What needs to be done: The answer must consist of the listing, reproduced exactly.

*** Opening Record extracts ***

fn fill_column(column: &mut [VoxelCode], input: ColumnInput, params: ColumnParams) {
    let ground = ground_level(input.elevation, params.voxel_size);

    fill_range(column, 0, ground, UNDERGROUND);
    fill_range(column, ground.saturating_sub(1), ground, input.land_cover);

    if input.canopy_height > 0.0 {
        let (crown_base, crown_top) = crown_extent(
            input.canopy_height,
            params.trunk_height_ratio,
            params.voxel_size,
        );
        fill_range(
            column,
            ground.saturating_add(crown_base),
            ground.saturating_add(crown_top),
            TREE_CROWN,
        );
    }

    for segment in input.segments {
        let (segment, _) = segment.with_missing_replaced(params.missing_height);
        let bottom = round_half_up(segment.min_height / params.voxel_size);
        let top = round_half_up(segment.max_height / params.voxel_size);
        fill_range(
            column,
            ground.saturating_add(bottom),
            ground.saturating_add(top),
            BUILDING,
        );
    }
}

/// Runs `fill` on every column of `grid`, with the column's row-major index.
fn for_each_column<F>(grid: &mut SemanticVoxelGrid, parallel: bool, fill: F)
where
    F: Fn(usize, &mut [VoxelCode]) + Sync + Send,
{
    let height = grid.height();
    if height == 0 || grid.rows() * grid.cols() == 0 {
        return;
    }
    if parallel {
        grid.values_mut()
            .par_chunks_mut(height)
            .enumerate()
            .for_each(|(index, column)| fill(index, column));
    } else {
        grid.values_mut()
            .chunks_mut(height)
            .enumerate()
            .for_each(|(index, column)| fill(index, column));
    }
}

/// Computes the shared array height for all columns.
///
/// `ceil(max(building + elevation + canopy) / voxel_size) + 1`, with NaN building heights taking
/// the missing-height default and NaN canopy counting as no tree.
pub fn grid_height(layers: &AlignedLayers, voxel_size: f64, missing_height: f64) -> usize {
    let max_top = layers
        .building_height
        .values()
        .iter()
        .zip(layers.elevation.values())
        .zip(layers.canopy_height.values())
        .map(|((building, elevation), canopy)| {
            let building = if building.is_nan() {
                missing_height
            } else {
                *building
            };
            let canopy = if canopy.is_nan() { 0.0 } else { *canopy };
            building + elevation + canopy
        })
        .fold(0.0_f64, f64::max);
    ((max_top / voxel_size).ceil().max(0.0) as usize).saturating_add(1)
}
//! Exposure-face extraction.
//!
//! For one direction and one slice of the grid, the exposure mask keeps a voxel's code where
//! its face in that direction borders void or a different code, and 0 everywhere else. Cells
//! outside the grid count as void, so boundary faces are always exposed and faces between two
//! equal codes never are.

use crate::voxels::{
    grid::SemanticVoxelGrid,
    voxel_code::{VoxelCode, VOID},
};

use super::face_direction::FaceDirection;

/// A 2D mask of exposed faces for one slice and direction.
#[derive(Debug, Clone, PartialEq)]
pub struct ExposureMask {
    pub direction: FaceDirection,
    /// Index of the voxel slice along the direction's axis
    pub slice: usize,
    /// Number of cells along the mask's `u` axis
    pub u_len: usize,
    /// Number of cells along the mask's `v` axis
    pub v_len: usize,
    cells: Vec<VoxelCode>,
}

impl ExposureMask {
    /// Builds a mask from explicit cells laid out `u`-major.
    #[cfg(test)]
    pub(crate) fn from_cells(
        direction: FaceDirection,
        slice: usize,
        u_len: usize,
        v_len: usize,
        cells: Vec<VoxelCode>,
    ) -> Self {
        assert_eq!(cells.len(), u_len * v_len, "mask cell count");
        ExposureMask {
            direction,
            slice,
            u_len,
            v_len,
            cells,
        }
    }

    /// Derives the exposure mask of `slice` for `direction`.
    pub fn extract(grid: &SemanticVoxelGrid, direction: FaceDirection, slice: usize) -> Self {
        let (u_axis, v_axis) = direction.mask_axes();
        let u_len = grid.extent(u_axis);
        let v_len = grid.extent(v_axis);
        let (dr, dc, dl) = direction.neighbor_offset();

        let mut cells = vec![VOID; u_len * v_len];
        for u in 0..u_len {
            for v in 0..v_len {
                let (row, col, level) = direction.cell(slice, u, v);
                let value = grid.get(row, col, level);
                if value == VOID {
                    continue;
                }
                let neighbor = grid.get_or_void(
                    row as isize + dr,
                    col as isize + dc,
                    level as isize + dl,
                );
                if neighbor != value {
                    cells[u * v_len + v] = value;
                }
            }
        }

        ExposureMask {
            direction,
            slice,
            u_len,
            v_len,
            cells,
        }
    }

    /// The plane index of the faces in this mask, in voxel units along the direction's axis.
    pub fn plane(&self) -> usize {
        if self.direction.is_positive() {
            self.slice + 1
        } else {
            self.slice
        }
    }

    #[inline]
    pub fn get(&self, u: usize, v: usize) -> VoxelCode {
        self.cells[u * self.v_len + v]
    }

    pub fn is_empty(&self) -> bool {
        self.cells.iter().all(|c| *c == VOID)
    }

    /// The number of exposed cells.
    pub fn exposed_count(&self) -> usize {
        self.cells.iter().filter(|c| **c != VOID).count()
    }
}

*** Closing Record extracts ***

Result of the exercise:
fn fill_column(column: &mut [VoxelCode], input: ColumnInput, params: ColumnParams) {
    let ground = ground_level(input.elevation, params.voxel_size);

    fill_range(column, 0, ground, UNDERGROUND);
    fill_range(column, ground.saturating_sub(1), ground, input.land_cover);

    if input.canopy_height > 0.0 {
        let (crown_base, crown_top) = crown_extent(
            input.canopy_height,
            params.trunk_height_ratio,
            params.voxel_size,
        );
        fill_range(
            column,
            ground.saturating_add(crown_base),
            ground.saturating_add(crown_top),
            TREE_CROWN,
        );
    }

    for segment in input.segments {
        let (segment, _) = segment.with_missing_replaced(params.missing_height);
        let bottom = round_half_up(segment.min_height / params.voxel_size);
        let top = round_half_up(segment.max_height / params.voxel_size);
        fill_range(
            column,
            ground.saturating_add(bottom),
            ground.saturating_add(top),
            BUILDING,
        );
    }
}

/// Runs `fill` on every column of `grid`, with the column's row-major index.
fn for_each_column<F>(grid: &mut SemanticVoxelGrid, parallel: bool, fill: F)
where
    F: Fn(usize, &mut [VoxelCode]) + Sync + Send,
{
    let height = grid.height();
    if height == 0 || grid.rows() * grid.cols() == 0 {
        return;
    }
    if parallel {
        grid.values_mut()
            .par_chunks_mut(height)
            .enumerate()
            .for_each(|(index, column)| fill(index, column));
    } else {
        grid.values_mut()
            .chunks_mut(height)
            .enumerate()
            .for_each(|(index, column)| fill(index, column));
    }
}

/// Computes the shared array height for all columns.
///
/// `ceil(max(building + elevation + canopy) / voxel_size) + 1`, with NaN building heights taking
/// the missing-height default and NaN canopy counting as no tree.
pub fn grid_height(layers: &AlignedLayers, voxel_size: f64, missing_height: f64) -> usize {
    let max_top = layers
        .building_height
        .values()
        .iter()
        .zip(layers.elevation.values())
        .zip(layers.canopy_height.values())
        .map(|((building, elevation), canopy)| {
            let building = if building.is_nan() {
                missing_height
            } else {
                *building
            };
            let canopy = if canopy.is_nan() { 0.0 } else { *canopy };
            building + elevation + canopy
        })
        .fold(0.0_f64, f64::max);
    ((max_top / voxel_size).ceil().max(0.0) as usize).saturating_add(1)
}
//! Exposure-face extraction.
//!
//! For one direction and one slice of the grid, the exposure mask keeps a voxel's code where
//! its face in that direction borders void or a different code, and 0 everywhere else. Cells
//! outside the grid count as void, so boundary faces are always exposed and faces between two
//! equal codes never are.

use crate::voxels::{
    grid::SemanticVoxelGrid,
    voxel_code::{VoxelCode, VOID},
};

use super::face_direction::FaceDirection;

/// A 2D mask of exposed faces for one slice and direction.
#[derive(Debug, Clone, PartialEq)]
pub struct ExposureMask {
    pub direction: FaceDirection,
    /// Index of the voxel slice along the direction's axis
    pub slice: usize,
    /// Number of cells along the mask's `u` axis
    pub u_len: usize,
    /// Number of cells along the mask's `v` axis
    pub v_len: usize,
    cells: Vec<VoxelCode>,
}

impl ExposureMask {
    /// Builds a mask from explicit cells laid out `u`-major.
    #[cfg(test)]
    pub(crate) fn from_cells(
        direction: FaceDirection,
        slice: usize,
        u_len: usize,
        v_len: usize,
        cells: Vec<VoxelCode>,
    ) -> Self {
        assert_eq!(cells.len(), u_len * v_len, "mask cell count");
        ExposureMask {
            direction,
            slice,
            u_len,
            v_len,
            cells,
        }
    }

    /// Derives the exposure mask of `slice` for `direction`.
    pub fn extract(grid: &SemanticVoxelGrid, direction: FaceDirection, slice: usize) -> Self {
        let (u_axis, v_axis) = direction.mask_axes();
        let u_len = grid.extent(u_axis);
        let v_len = grid.extent(v_axis);
        let (dr, dc, dl) = direction.neighbor_offset();

        let mut cells = vec![VOID; u_len * v_len];
        for u in 0..u_len {
            for v in 0..v_len {
                let (row, col, level) = direction.cell(slice, u, v);
                let value = grid.get(row, col, level);
                if value == VOID {
                    continue;
                }
                let neighbor = grid.get_or_void(
                    row as isize + dr,
                    col as isize + dc,
                    level as isize + dl,
                );
                if neighbor != value {
                    cells[u * v_len + v] = value;
                }
            }
        }

        ExposureMask {
            direction,
            slice,
            u_len,
            v_len,
            cells,
        }
    }

    /// The plane index of the faces in this mask, in voxel units along the direction's axis.
    pub fn plane(&self) -> usize {
        if self.direction.is_positive() {
            self.slice + 1
        } else {
            self.slice
        }
    }

    #[inline]
    pub fn get(&self, u: usize, v: usize) -> VoxelCode {
        self.cells[u * self.v_len + v]
    }

    pub fn is_empty(&self) -> bool {
        self.cells.iter().all(|c| *c == VOID)
    }

    /// The number of exposed cells.
    pub fn exposed_count(&self) -> usize {
        self.cells.iter().filter(|c| **c != VOID).count()
    }
}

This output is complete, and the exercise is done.